## Your objective
Report each line of the data that includes the word "here".

## Data for this task

[Start of section]

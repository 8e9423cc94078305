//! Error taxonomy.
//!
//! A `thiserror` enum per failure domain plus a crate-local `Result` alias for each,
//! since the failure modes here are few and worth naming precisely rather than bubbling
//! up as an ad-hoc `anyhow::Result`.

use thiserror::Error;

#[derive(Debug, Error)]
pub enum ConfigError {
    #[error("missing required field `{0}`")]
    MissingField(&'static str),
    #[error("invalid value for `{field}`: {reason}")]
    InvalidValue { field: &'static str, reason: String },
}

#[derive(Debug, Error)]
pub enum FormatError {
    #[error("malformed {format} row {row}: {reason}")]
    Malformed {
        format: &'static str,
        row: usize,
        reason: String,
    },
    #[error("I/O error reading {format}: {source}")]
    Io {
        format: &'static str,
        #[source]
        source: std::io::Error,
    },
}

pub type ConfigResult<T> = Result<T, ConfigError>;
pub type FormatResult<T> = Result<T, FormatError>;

[End of section]
[Start of section]

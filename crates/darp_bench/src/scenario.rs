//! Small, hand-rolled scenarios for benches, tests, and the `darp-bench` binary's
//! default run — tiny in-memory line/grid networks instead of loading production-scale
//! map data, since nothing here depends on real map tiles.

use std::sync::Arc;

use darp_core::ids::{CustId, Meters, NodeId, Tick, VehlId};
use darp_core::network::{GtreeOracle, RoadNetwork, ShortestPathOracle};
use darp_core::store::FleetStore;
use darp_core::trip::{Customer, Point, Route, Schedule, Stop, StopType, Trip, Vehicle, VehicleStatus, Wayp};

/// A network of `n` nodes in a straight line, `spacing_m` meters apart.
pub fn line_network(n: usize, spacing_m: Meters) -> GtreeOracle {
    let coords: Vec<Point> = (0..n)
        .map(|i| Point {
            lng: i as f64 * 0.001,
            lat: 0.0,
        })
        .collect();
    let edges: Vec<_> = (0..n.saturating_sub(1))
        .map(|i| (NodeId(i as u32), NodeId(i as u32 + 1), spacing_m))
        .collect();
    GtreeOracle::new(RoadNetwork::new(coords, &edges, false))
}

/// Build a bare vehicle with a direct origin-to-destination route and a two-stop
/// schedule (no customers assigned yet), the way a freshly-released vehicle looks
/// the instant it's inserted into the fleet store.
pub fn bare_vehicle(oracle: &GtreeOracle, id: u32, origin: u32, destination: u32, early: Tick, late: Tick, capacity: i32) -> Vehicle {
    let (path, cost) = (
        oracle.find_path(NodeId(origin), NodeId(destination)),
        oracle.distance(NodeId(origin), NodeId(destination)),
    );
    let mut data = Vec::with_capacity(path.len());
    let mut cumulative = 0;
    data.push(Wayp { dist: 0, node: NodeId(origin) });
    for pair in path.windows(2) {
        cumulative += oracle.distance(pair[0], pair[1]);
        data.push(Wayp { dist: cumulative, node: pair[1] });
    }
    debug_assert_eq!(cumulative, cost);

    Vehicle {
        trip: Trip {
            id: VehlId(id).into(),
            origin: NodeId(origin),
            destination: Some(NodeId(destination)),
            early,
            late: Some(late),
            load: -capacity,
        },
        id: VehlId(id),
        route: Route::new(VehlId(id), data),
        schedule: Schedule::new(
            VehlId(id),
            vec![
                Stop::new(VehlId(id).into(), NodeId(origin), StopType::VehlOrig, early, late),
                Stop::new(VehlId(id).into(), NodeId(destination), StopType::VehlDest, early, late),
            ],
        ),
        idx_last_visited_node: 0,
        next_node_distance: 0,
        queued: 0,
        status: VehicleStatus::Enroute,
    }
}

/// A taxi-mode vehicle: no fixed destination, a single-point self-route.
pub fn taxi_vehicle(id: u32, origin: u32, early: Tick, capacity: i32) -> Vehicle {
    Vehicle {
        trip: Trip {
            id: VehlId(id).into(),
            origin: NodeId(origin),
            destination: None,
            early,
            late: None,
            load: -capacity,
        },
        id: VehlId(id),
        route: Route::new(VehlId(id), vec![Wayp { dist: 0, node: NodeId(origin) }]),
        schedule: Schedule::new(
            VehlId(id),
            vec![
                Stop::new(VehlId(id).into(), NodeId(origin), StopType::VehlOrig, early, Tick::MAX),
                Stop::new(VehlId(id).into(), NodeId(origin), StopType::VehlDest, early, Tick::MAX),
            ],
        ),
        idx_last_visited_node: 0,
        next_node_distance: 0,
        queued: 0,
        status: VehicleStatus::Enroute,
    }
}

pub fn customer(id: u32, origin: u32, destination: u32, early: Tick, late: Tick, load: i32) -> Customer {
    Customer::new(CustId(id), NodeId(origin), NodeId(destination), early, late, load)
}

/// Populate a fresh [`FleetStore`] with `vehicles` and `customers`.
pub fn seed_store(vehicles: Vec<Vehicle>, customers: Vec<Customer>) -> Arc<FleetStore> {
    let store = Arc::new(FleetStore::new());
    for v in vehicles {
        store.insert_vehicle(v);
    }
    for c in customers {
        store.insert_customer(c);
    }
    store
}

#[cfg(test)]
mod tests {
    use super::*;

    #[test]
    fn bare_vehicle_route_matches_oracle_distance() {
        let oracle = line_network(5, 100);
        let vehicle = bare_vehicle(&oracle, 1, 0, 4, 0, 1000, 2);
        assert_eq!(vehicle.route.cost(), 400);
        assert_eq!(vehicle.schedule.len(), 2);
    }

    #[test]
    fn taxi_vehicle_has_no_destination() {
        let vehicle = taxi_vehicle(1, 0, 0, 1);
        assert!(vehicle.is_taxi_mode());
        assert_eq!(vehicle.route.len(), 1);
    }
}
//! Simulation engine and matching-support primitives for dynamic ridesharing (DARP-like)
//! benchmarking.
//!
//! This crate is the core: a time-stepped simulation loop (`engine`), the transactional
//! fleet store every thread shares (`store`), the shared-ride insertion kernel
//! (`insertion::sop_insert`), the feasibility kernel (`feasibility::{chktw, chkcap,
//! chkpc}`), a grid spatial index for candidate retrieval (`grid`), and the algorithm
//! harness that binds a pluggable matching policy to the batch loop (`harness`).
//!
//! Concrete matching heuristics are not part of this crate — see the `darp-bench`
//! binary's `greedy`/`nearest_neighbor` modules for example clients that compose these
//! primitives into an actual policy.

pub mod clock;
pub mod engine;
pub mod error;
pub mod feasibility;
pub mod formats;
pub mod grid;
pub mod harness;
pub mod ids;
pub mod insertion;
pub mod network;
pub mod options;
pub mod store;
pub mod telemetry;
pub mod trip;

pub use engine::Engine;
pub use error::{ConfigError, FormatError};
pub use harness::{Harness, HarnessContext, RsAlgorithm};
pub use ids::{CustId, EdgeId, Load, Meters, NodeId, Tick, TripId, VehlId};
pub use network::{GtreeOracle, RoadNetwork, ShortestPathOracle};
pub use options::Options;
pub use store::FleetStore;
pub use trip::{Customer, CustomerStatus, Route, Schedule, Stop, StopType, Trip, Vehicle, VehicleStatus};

[End of section]

## Your response
//! since the failure modes here are few and worth naming precisely rather than bubbling
//! map data, since nothing here depends on real map tiles.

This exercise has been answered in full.